Losing My Fear of ZFS


The original ZFS vision was enormously ambitious: End the Suffering, Free Your Mind, providing simplicity, power, safety, and speed. As is common with most new technologies, this ambitious vision was not completely fulfilled in the intial versions. Initial usage showed that although it did have useful and convenient features, for some workloads, such as the memory-intensive SPEC CPU benchmarks, there were reasons for concern. Now that ZFS has had time to grow, more of the vision is fulfilled. This article, told from the personal perspective of one performance engineer, describes some of the improvements, and provides examples of use.

Rumors: Does This Sound Familiar?

Have you heard some of these about ZFS?

"ZFS? You can't use that - it will eat all your memory!"
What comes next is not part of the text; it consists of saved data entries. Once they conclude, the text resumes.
//! Translation from abstract playback operations to IR command codes.
//!
//! The player's command endpoint accepts the same codes as its infrared
//! remote. Known operations are looked up in a table; anything else is sent
//! as-is, so raw codes and future operations work without a table entry.

use std::collections::HashMap;
use std::fmt;

/// Playback operations exposed by the client façade.
#[derive(Debug, Clone, Copy, PartialEq, Eq, Hash)]
pub enum Operation {
    Play,
    Pause,
    Stop,
    Next,
    Previous,
    /// Absolute volume; carries a `level` parameter.
    Volume,
    Mute,
}

impl Operation {
    /// Abstract operation name used as the lookup key.
    #[must_use]
    pub fn name(&self) -> &'static str {
        match self {
            Self::Play => "play",
            Self::Pause => "pause",
            Self::Stop => "stop",
            Self::Next => "next",
            Self::Previous => "prev",
            Self::Volume => "volume",
            Self::Mute => "mute",
        }
    }
}

impl fmt::Display for Operation {
    fn fmt(&self, f: &mut fmt::Formatter<'_>) -> fmt::Result {
        f.write_str(self.name())
    }
}

/// Default code table (Dune-family IR codes).
const DEFAULT_IR_CODES: &[(&str, &str)] = &[
    ("play", "B748BF00"),
    ("pause", "E11EBF00"),
    ("stop", "BF40BF00"),
    ("next", "E21DBF00"),
    ("prev", "B649BF00"),
    ("mute", "B946BF00"),
    ("volume_up", "AD52BF00"),
    ("volume_down", "AC53BF00"),
    ("power", "BC43BF00"),
];

/// Mapping from abstract operation name to IR code.
#[derive(Debug, Clone, PartialEq, Eq)]
pub struct IrCodeMap {
    codes: HashMap<String, String>,
}

impl Default for IrCodeMap {
    fn default() -> Self {
        Self {
            codes: DEFAULT_IR_CODES
                .iter()
                .map(|(op, code)| ((*op).to_string(), (*code).to_string()))
                .collect(),
        }
    }
}

impl IrCodeMap {
    /// Creates a table with no entries; every operation passes through.
    #[must_use]
    pub fn empty() -> Self {
        Self {
            codes: HashMap::new(),
        }
    }

    /// Adds or replaces the code for `operation`.
    #[must_use]
    pub fn with_code(mut self, operation: impl Into<String>, code: impl Into<String>) -> Self {
        self.codes.insert(operation.into(), code.into());
        self
    }

    /// Adds or replaces several codes.
    #[must_use]
    pub fn with_codes<I, K, V>(self, codes: I) -> Self
    where
        I: IntoIterator<Item = (K, V)>,
        K: Into<String>,
        V: Into<String>,
    {
        codes
            .into_iter()
            .fold(self, |map, (op, code)| map.with_code(op, code))
    }

    /// Resolves the wire code for `operation`.
    ///
    /// Never fails: an operation without an entry is its own code.
    #[must_use]
    pub fn translate<'a>(&'a self, operation: &'a str) -> &'a str {
        self.codes.get(operation).map_or(operation, String::as_str)
    }

    /// Returns true if `operation` has a table entry.
    #[must_use]
    pub fn contains(&self, operation: &str) -> bool {
        self.codes.contains_key(operation)
    }
}

#[cfg(test)]
mod tests {
    use super::*;

    #[test]
    fn known_operations_are_translated() {
        let map = IrCodeMap::default();
        assert_eq!(map.translate("play"), "B748BF00");
        assert_eq!(map.translate(Operation::Previous.name()), "B649BF00");
        assert_eq!(map.translate(Operation::Mute.name()), "B946BF00");
    }

    #[test]
    fn unknown_operations_pass_through_verbatim() {
        let map = IrCodeMap::default();
        assert_eq!(map.translate("A15EBF00"), "A15EBF00");
        assert_eq!(map.translate("eject"), "eject");
        assert_eq!(map.translate(""), "");
        assert!(!map.contains(Operation::Volume.name()));
        assert_eq!(map.translate(Operation::Volume.name()), "volume");
    }

    #[test]
    fn overrides_replace_defaults() {
        let map = IrCodeMap::default()
            .with_code("play", "IR_PLAY")
            .with_codes([("volume", "IR_VOLUME")]);

        assert_eq!(map.translate("play"), "IR_PLAY");
        assert_eq!(map.translate("volume"), "IR_VOLUME");
        assert_eq!(map.translate("pause"), "E11EBF00");
    }

    #[test]
    fn empty_map_is_identity() {
        let map = IrCodeMap::empty();
        for op in [Operation::Play, Operation::Stop, Operation::Next] {
            assert_eq!(map.translate(op.name()), op.name());
        }
    }
}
"ZFS? That's a software disk striping/RAID solution. You don't want that. You want hardware RAID."

"ZFS? Be afraid."

Can I Please Just Forget About IO? (NO)

As a performance engineer, my primary concern is for the SPEC CPU benchmarks - which intentionally do relatively little IO. Usually.
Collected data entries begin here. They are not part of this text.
//! Per-message middleware chain.
//!
//! Middleware is registered like any other hook (under the
//! [`MIDDLEWARE_EVENT`] name, with a scope and an owning fork) but is
//! invoked as a continuation chain: each step receives the session and a
//! [`Next`] handle, and decides whether the rest of the chain runs.
//!
//! Every dispatch owns an explicit continuation queue. [`Next::run`] pops
//! the following step off that queue; [`Next::splice`] pushes a step to
//! its front first, so it runs next in *this* dispatch only.

use std::collections::VecDeque;
use std::fmt;
use std::future::Future;
use std::panic::{AssertUnwindSafe, catch_unwind};
use std::sync::Arc;
use std::sync::atomic::{AtomicBool, AtomicUsize, Ordering};

use futures_util::FutureExt;
use futures_util::future::{BoxFuture, ready};
use parking_lot::Mutex;
use serde_json::Value;
use tracing::{debug, error, warn};

use chorus_types::error::HookError;
use chorus_types::session::Session;

use crate::hooks::{HookRegistry, HookResult, panic_error};

/// Event name middleware is registered under.
pub const MIDDLEWARE_EVENT: &str = "middleware";

type MiddlewareFn = dyn Fn(Arc<Session>, Next) -> BoxFuture<'static, HookResult> + Send + Sync;

/// One middleware step.
#[derive(Clone)]
pub struct Middleware(Arc<MiddlewareFn>);

impl Middleware {
    /// Wrap an async closure taking the session and the continuation.
    ///
    /// ```
    /// use chorus_core::Middleware;
    ///
    /// let logger = Middleware::new(|session, next| async move {
    ///     if session.content.is_empty() {
    ///         return Ok(serde_json::Value::Null);
    ///     }
    ///     next.run().await
    /// });
    /// # let _ = logger;
    /// ```
    pub fn new<F, Fut>(f: F) -> Self
    where
        F: Fn(Arc<Session>, Next) -> Fut + Send + Sync + 'static,
        Fut: Future<Output = HookResult> + Send + 'static,
    {
        Middleware(Arc::new(move |session, next| f(session, next).boxed()))
    }

    fn invoke(&self, session: Arc<Session>, next: Next) -> BoxFuture<'static, HookResult> {
        match catch_unwind(AssertUnwindSafe(|| (self.0)(session, next))) {
            Ok(fut) => AssertUnwindSafe(fut)
                .catch_unwind()
                .map(|r| r.unwrap_or_else(|payload| Err(panic_error(payload))))
                .boxed(),
            Err(payload) => ready(Err(panic_error(payload))).boxed(),
        }
    }
}

impl fmt::Debug for Middleware {
    fn fmt(&self, f: &mut fmt::Formatter<'_>) -> fmt::Result {
        f.write_str("Middleware")
    }
}

struct Step {
    middleware: Middleware,
    plugin: Arc<str>,
}

/// State shared by every [`Next`] of one dispatch.
struct Dispatch {
    session: Arc<Session>,
    queue: Mutex<VecDeque<Step>>,
    steps: AtomicUsize,
    max_steps: usize,
    max_depth: usize,
    /// Plugin of the innermost step that failed.
    failed_in: Mutex<Option<Arc<str>>>,
}

/// Continuation handle passed to each middleware step.
///
/// Only the first call to [`run`](Self::run) or [`splice`](Self::splice)
/// on a given handle advances the chain; later calls are ignored with a
/// warning and resolve to `null`.
#[derive(Clone)]
pub struct Next {
    dispatch: Arc<Dispatch>,
    plugin: Arc<str>,
    used: Arc<AtomicBool>,
}

impl Next {
    fn new(dispatch: Arc<Dispatch>, plugin: Arc<str>) -> Self {
        Self {
            dispatch,
            plugin,
            used: Arc::new(AtomicBool::new(false)),
        }
    }

    /// Plugin that owns the step holding this handle.
    pub fn plugin(&self) -> &str {
        &self.plugin
    }

    /// The session being dispatched.
    pub fn session(&self) -> &Arc<Session> {
        &self.dispatch.session
    }

    /// Number of steps still queued in this dispatch.
    pub fn remaining(&self) -> usize {
        self.dispatch.queue.lock().len()
    }

    fn claim(&self) -> bool {
        if self.used.swap(true, Ordering::SeqCst) {
            warn!(
                session = %self.dispatch.session.id,
                plugin = %self.plugin,
                "next() called more than once, ignoring"
            );
            return false;
        }
        true
    }

    /// Run the rest of the chain and return its result.
    ///
    /// Resolves to `null` once the chain is exhausted.
    pub fn run(self) -> BoxFuture<'static, HookResult> {
        if !self.claim() {
            return ready(Ok(Value::Null)).boxed();
        }
        advance(self.dispatch)
    }

    /// Run `step` next, then whatever remains of this dispatch.
    ///
    /// The step is attributed to the plugin that spliced it. Other
    /// dispatches are unaffected.
    pub fn splice(self, step: Middleware) -> BoxFuture<'static, HookResult> {
        if !self.claim() {
            return ready(Ok(Value::Null)).boxed();
        }
        self.dispatch.queue.lock().push_front(Step {
            middleware: step,
            plugin: self.plugin.clone(),
        });
        advance(self.dispatch)
    }
}

impl fmt::Debug for Next {
    fn fmt(&self, f: &mut fmt::Formatter<'_>) -> fmt::Result {
        f.debug_struct("Next")
            .field("session", &self.dispatch.session.id)
            .field("plugin", &self.plugin)
            .field("remaining", &self.remaining())
            .field("used", &self.used.load(Ordering::SeqCst))
            .finish()
    }
}

fn advance(dispatch: Arc<Dispatch>) -> BoxFuture<'static, HookResult> {
    async move {
        let step = dispatch.queue.lock().pop_front();
        let Some(step) = step else {
            return Ok(Value::Null);
        };

        let n = dispatch.steps.fetch_add(1, Ordering::SeqCst) + 1;
        if n > dispatch.max_steps {
            dispatch.queue.lock().clear();
            dispatch.failed_in.lock().get_or_insert(step.plugin);
            return Err(HookError::DepthExceeded {
                limit: dispatch.max_depth,
            });
        }

        debug!(plugin = %step.plugin, step = n, "middleware step");
        let next = Next::new(dispatch.clone(), step.plugin.clone());
        let result = step.middleware.invoke(dispatch.session.clone(), next).await;
        if let Err(e) = &result {
            debug!(plugin = %step.plugin, error = %e, "middleware step failed");
            // Inner steps finish first, so the first writer is the origin.
            dispatch.failed_in.lock().get_or_insert(step.plugin);
        }
        result
    }
    .boxed()
}

/// Runs the registered middleware for a session.
pub struct MiddlewareChain {
    registry: Arc<HookRegistry<Middleware>>,
    max_depth: usize,
}

impl MiddlewareChain {
    /// Create a chain over `registry`. `max_depth` bounds how many spliced
    /// steps one dispatch may add beyond the registered ones.
    pub fn new(registry: Arc<HookRegistry<Middleware>>, max_depth: usize) -> Self {
        Self {
            registry,
            max_depth,
        }
    }

    /// The underlying registry.
    pub fn registry(&self) -> &Arc<HookRegistry<Middleware>> {
        &self.registry
    }

    /// Run the middleware whose scope admits `session`, in order.
    ///
    /// The returned value is whatever the chain produced: the value of the
    /// step that stopped it, or `null` once it was exhausted.
    pub async fn run(&self, session: Arc<Session>) -> HookResult {
        let dispatch = self.dispatch(session.clone());
        let result = advance(dispatch.clone()).await;
        if let Err(e) = &result {
            let plugin = dispatch
                .failed_in
                .lock()
                .clone()
                .unwrap_or_else(|| Arc::from("<unknown>"));
            error!(
                session = %session.id,
                platform = %session.platform,
                %plugin,
                error = %e,
                "middleware chain failed"
            );
        }
        result
    }

    fn dispatch(&self, session: Arc<Session>) -> Arc<Dispatch> {
        let queue: VecDeque<Step> = self
            .registry
            .matching(MIDDLEWARE_EVENT, Some(&*session))
            .into_iter()
            .map(|entry| Step {
                middleware: entry.listener.clone(),
                plugin: entry.owner.plugin.clone(),
            })
            .collect();
        let registered = queue.len();

        Arc::new(Dispatch {
            session,
            queue: Mutex::new(queue),
            steps: AtomicUsize::new(0),
            max_steps: registered + self.max_depth,
            max_depth: self.max_depth,
            failed_in: Mutex::new(None),
        })
    }
}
To a first approximation, IO can be ignored in this context. Usually.

To a first approximation, it's fine if my ZFS "knowledge" is limited to rumors / innuendo as quoted above. Until....

Until there comes the second approximation, the re-education, and the beginner loses some fear of ZFS.

Why a SPEC CPU Benchmarker Might Care About IO

Although the SPEC CPU benchmarks intentionally try to avoid doing IO, some amount inevitably remains. An analysis of the IO in the benchmarks shows that one benchmark, 450.soplex, reads 300 MB of data. Most of that comes from a single 1/4 GB file, ref.mps, which is read during the second invocation of the benchmark.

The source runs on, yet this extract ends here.